Training effective deep reinforcement learning agents for real-time life-cycle production optimization

Date: 2024-09-03 　Cicking Rate: 50

Recently, the team of Zhang Kai has made new progress in the field of reservoir production optimization, and the related research has been published in the Journal of Petroleum Science and Engineering. The paper is titled " Training effective deep reinforcement learning agents for real-time life-cycle production optimization ".

Innovation: Traditional production optimization methods evaluate the quality of a solution by calling a reservoir numerical reservoir simulator and iteratively optimizes the optimal solution. The main limitation is that the number of numerical simulations evaluations is large and the optimization speed is difficult to meet the engineering needs. In this study, we model the reservoir production optimization problem as a Markovian decision process to build a deep reinforcement learning-based production optimization framework to address these challenges. The deep reinforcement learning algorithm is used to train an agent to continuously improve the solution decision making capability by dynamically interacting with the reservoir environment in a trial-and-error learning manner. The method achieves good results in terms of both efficiency and performance of optimization.

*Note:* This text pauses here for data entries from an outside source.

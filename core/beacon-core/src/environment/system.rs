//! Live desktop queries backed by real processes.
//!
//! Each terminal exposes its tabs differently: iTerm and Terminal.app via
//! AppleScript, kitty via `kitty @ ls`, WezTerm via `wezterm cli list`.
//! Ghostty, Alacritty and Warp expose nothing scriptable and never match.
//! The parsers are pure and unit-tested; the command wrappers are thin.

use serde::Deserialize;
use std::time::Duration;

use super::{LiveProbe, TerminalKind};
use crate::config::EnvironmentConfig;
use crate::error::{BeaconError, Result};
use crate::process::{any_process_named, run_with_timeout};

pub const FOUND: &str = "found";

/// Live probe that shells out with a bounded wait.
#[derive(Debug, Clone)]
pub struct SystemProbe {
    timeout: Duration,
}

impl SystemProbe {
    pub fn new(config: &EnvironmentConfig) -> Self {
        Self {
            timeout: Duration::from_millis(config.probe_timeout_ms),
        }
    }

    pub fn timeout(&self) -> Duration {
        self.timeout
    }
}

impl LiveProbe for SystemProbe {
    fn multiplexer_client_ttys(&self, socket: Option<&str>, session: &str) -> Result<Vec<String>> {
        let output = tmux(
            socket,
            &["list-clients", "-t", session, "-F", "#{client_tty}"],
            self.timeout,
        )?;
        Ok(output
            .lines()
            .map(str::trim)
            .filter(|line| !line.is_empty())
            .map(str::to_string)
            .collect())
    }

    fn hosts_tty(&self, kind: TerminalKind, tty: &str) -> Result<bool> {
        if !is_terminal_running(kind) {
            return Ok(false);
        }
        match kind {
            TerminalKind::ITerm => {
                Ok(osascript(&iterm_tab_script(TabMatch::Tty(tty), false), self.timeout)? == FOUND)
            }
            TerminalKind::TerminalApp => Ok(osascript(
                &terminal_tab_script(TabMatch::Tty(tty), false),
                self.timeout,
            )? == FOUND),
            TerminalKind::Kitty => {
                let windows = kitty_windows(self.timeout)?;
                Ok(kitty_window_on_tty(&windows, tty, self.timeout)?.is_some())
            }
            TerminalKind::WezTerm => {
                let panes = wezterm_panes(self.timeout)?;
                Ok(panes.iter().any(|p| p.tty_name.as_deref() == Some(tty)))
            }
            TerminalKind::Ghostty
            | TerminalKind::Alacritty
            | TerminalKind::Warp
            | TerminalKind::Generic => Ok(false),
        }
    }
}

pub fn is_terminal_running(kind: TerminalKind) -> bool {
    let names = kind.process_names();
    !names.is_empty() && any_process_named(names)
}

// ═══════════════════════════════════════════════════════════════════════════════
// tmux
// ═══════════════════════════════════════════════════════════════════════════════

pub fn tmux(socket: Option<&str>, args: &[&str], timeout: Duration) -> Result<String> {
    let mut full: Vec<&str> = Vec::with_capacity(args.len() + 2);
    if let Some(socket) = socket.filter(|s| !s.is_empty()) {
        full.push("-S");
        full.push(socket);
    }
    full.extend_from_slice(args);
    run_with_timeout("tmux", &full, timeout)
}

/// Extracts the socket path from a `$TMUX` value (`path,pid,index`).
pub fn socket_from_tmux_env(value: &str) -> Option<String> {
    value
        .split(',')
        .next()
        .map(str::trim)
        .filter(|s| !s.is_empty())
        .map(str::to_string)
}

// ═══════════════════════════════════════════════════════════════════════════════
// AppleScript
// ═══════════════════════════════════════════════════════════════════════════════

pub fn osascript(script: &str, timeout: Duration) -> Result<String> {
    run_with_timeout("osascript", &["-e", script], timeout).map(|out| out.trim().to_string())
}

pub fn escape_applescript(value: &str) -> String {
    value.replace('\\', "\\\\").replace('"', "\\\"")
}

#[derive(Debug, Clone, Copy, PartialEq, Eq)]
pub enum TabMatch<'a> {
    Tty(&'a str),
    Title(&'a str),
}

/// Script that finds an iTerm session by tty or title, optionally selecting it.
/// Prints `found` or `missing`.
pub fn iterm_tab_script(target: TabMatch<'_>, select: bool) -> String {
    let condition = match target {
        TabMatch::Tty(tty) => format!("tty of s is \"{}\"", escape_applescript(tty)),
        TabMatch::Title(title) => format!("name of s contains \"{}\"", escape_applescript(title)),
    };
    let action = if select {
        "select w\n          tell t to select\n          tell s to select\n          activate\n          "
    } else {
        ""
    };
    format!(
        r#"tell application "iTerm2"
  repeat with w in windows
    repeat with t in tabs of w
      repeat with s in sessions of t
        if {condition} then
          {action}return "found"
        end if
      end repeat
    end repeat
  end repeat
  return "missing"
end tell"#
    )
}

/// Script that finds a Terminal.app tab by tty or title, optionally selecting it.
pub fn terminal_tab_script(target: TabMatch<'_>, select: bool) -> String {
    let condition = match target {
        TabMatch::Tty(tty) => format!("tty of t is \"{}\"", escape_applescript(tty)),
        TabMatch::Title(title) => {
            format!("custom title of t contains \"{}\"", escape_applescript(title))
        }
    };
    let action = if select {
        "set selected of t to true\n        set index of w to 1\n        activate\n        "
    } else {
        ""
    };
    format!(
        r#"tell application "Terminal"
  repeat with w in windows
    repeat with t in tabs of w
      if {condition} then
        {action}return "found"
      end if
    end repeat
  end repeat
  return "missing"
end tell"#
    )
}

/// Script printing the 1-based index of the focused tab in the front window.
pub fn focused_tab_index_script(app: &str) -> String {
    match app {
        "iTerm" => r#"tell application "iTerm2"
  set i to 0
  repeat with t in tabs of current window
    set i to i + 1
    if t is current tab of current window then return i
  end repeat
  return 0
end tell"#
            .to_string(),
        _ => format!(
            r#"tell application "{}"
  set i to 0
  repeat with t in tabs of front window
    set i to i + 1
    if selected of t then return i
  end repeat
  return 0
end tell"#,
            escape_applescript(app)
        ),
    }
}

/// Script selecting the tab at a 1-based index in the front window.
pub fn select_tab_index_script(app: &str, index: u32) -> String {
    match app {
        "iTerm" => format!(
            r#"tell application "iTerm2"
  activate
  if (count of tabs of current window) < {index} then return "missing"
  tell tab {index} of current window to select
  return "found"
end tell"#
        ),
        _ => format!(
            r#"tell application "{app}"
  activate
  if (count of tabs of front window) < {index} then return "missing"
  set selected tab of front window to tab {index} of front window
  return "found"
end tell"#,
            app = escape_applescript(app)
        ),
    }
}

pub fn activate_app_script(app: &str) -> String {
    format!("tell application \"{}\" to activate", escape_applescript(app))
}

// ═══════════════════════════════════════════════════════════════════════════════
// kitty
// ═══════════════════════════════════════════════════════════════════════════════

#[derive(Debug, Deserialize)]
struct KittyOsWindow {
    #[serde(default)]
    tabs: Vec<KittyTab>,
}

#[derive(Debug, Deserialize)]
struct KittyTab {
    #[serde(default)]
    id: u64,
    #[serde(default)]
    windows: Vec<KittyRawWindow>,
}

#[derive(Debug, Deserialize)]
struct KittyRawWindow {
    id: u64,
    #[serde(default)]
    pid: u32,
    #[serde(default)]
    title: String,
    #[serde(default)]
    cwd: String,
    #[serde(default)]
    is_focused: bool,
}

#[derive(Debug, Clone, PartialEq, Eq)]
pub struct KittyWindow {
    pub id: u64,
    pub tab_id: u64,
    pub pid: u32,
    pub title: String,
    pub cwd: String,
    pub is_focused: bool,
}

pub fn parse_kitty_ls(json: &str) -> Result<Vec<KittyWindow>> {
    let os_windows: Vec<KittyOsWindow> =
        serde_json::from_str(json).map_err(|e| BeaconError::probe("kitty @ ls", e.to_string()))?;
    Ok(os_windows
        .into_iter()
        .flat_map(|os| os.tabs)
        .flat_map(|tab| {
            let tab_id = tab.id;
            tab.windows.into_iter().map(move |w| KittyWindow {
                id: w.id,
                tab_id,
                pid: w.pid,
                title: w.title,
                cwd: w.cwd,
                is_focused: w.is_focused,
            })
        })
        .collect())
}

pub fn kitty_windows(timeout: Duration) -> Result<Vec<KittyWindow>> {
    parse_kitty_ls(&run_with_timeout("kitty", &["@", "ls"], timeout)?)
}

/// Finds the kitty window whose shell runs on `tty`.
pub fn kitty_window_on_tty<'a>(
    windows: &'a [KittyWindow],
    tty: &str,
    timeout: Duration,
) -> Result<Option<&'a KittyWindow>> {
    let pids: Vec<String> = windows
        .iter()
        .filter(|w| w.pid > 0)
        .map(|w| w.pid.to_string())
        .collect();
    if pids.is_empty() {
        return Ok(None);
    }
    let output = run_with_timeout(
        "ps",
        &["-o", "pid=,tty=", "-p", &pids.join(",")],
        timeout,
    )?;
    let owner = parse_ps_pid_tty(&output)
        .into_iter()
        .find(|(_, proc_tty)| *proc_tty == normalize_tty(tty))
        .map(|(pid, _)| pid);
    Ok(owner.and_then(|pid| windows.iter().find(|w| w.pid == pid)))
}

// ═══════════════════════════════════════════════════════════════════════════════
// WezTerm
// ═══════════════════════════════════════════════════════════════════════════════

#[derive(Debug, Clone, PartialEq, Eq, Deserialize)]
pub struct WezTermPane {
    pub pane_id: u64,
    #[serde(default)]
    pub tab_id: u64,
    #[serde(default)]
    pub title: String,
    #[serde(default)]
    pub cwd: String,
    #[serde(default)]
    pub tty_name: Option<String>,
    #[serde(default)]
    pub is_active: bool,
}

pub fn parse_wezterm_list(json: &str) -> Result<Vec<WezTermPane>> {
    serde_json::from_str(json).map_err(|e| BeaconError::probe("wezterm cli list", e.to_string()))
}

pub fn wezterm_panes(timeout: Duration) -> Result<Vec<WezTermPane>> {
    parse_wezterm_list(&run_with_timeout(
        "wezterm",
        &["cli", "list", "--format", "json"],
        timeout,
    )?)
}

// ═══════════════════════════════════════════════════════════════════════════════
// ps
// ═══════════════════════════════════════════════════════════════════════════════

/// `ttys001` / `pts/3` → `/dev/ttys001` / `/dev/pts/3`. Unattached (`??`, `?`) → empty.
pub fn normalize_tty(value: &str) -> String {
    let value = value.trim();
    if value.is_empty() || value.starts_with('?') || value == "-" {
        String::new()
    } else if value.starts_with("/dev/") {
        value.to_string()
    } else {
        format!("/dev/{}", value)
    }
}

/// Parses `ps -o pid=,tty=` output.
pub fn parse_ps_pid_tty(output: &str) -> Vec<(u32, String)> {
    output
        .lines()
        .filter_map(|line| {
            let mut parts = line.split_whitespace();
            let pid = parts.next()?.parse().ok()?;
            let tty = normalize_tty(parts.next()?);
            (!tty.is_empty()).then_some((pid, tty))
        })
        .collect()
}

Abstract: Life-cycle production optimization aims to obtain the optimal well control scheme at each time control step to maximize financial profit and hydrocarbon production. However, searching for the optimal policy under the limited number of simulation evaluations is a challenging task. In this paper, a novel production optimization method is presented, which maximizes the net present value (NPV) over the entire life-cycle and achieves realtime well control scheme adjustment. The proposed method models the life-cycle production optimization problem as a finite-horizon Markov decision process (MDP), where the well control scheme can be viewed as sequence decisions. Soft actor-critic, known as the state-of-the-art model-free deep reinforcement learning (DRL) algorithm, is subsequently utilized to train DRL agents that can solve the above MDP. The DRL agent strives to maximize long-term NPV rewards as well as the control scheme randomness by training a stochastic policy that maps reservoir states to well control variables and an action-value function that estimates the objective value of the current policy. Since the trained policy is an explicit function structure, the DRL agent can adjust the well control scheme in real-time under different reservoir states. Different from most existing methods that introduce task-specific sensitive parameters or construct complex supplementary structures, the DRL agent learns adaptively by executing goal-directed interactions with an uncertain reservoir environment and making use of accumulated well control experience, which is similar to the actual field well control mode. The key insight here is that the DRL method’s ability to utilize gradients information (well-control experience) for higher sample efficiency. The simulation results based on two reservoir models indicate that compared to other optimization methods, the proposed method can attain higher NPV and access excellent performance in terms of oil displacement.

The Journal of Petroleum Science and Engineering covers the fields of petroleum and natural gas exploration, production and flow in its broadest possible sense. Topics include: reservoir engineering; reservoir simulation; rock mechanics; petrophysics; pore-level phenomena; well logging, testing and evaluation; mathematical modeling; enhanced oil and gas recovery; petroleum geology; compaction/diagenesis; petroleum economics; drilling and drilling fluids; thermodynamics and phase behavior; fluid mechanics; multi-phase flow in porous media; production engineering; formation evaluation; exploration methods; CO₂ Sequestration in geological formations/sub-surface, etc. The latest impact factor of the journal is 4.346, and the average impact factor IF in the past 3 years is 3.646. This journal currently appears in the JCR Q1 or the Chinese Academy of Sciences ranking 2.

Paper link:

https://doi.org/10.1016/j.petrol.2021.109766

Citation:

Zhang K, Wang Z, Chen G, et al. Training effective deep reinforcement learning agents for real-time life-cycle production optimization [J]. Journal of Petroleum Science and Engineering, 2022, 208: 109766.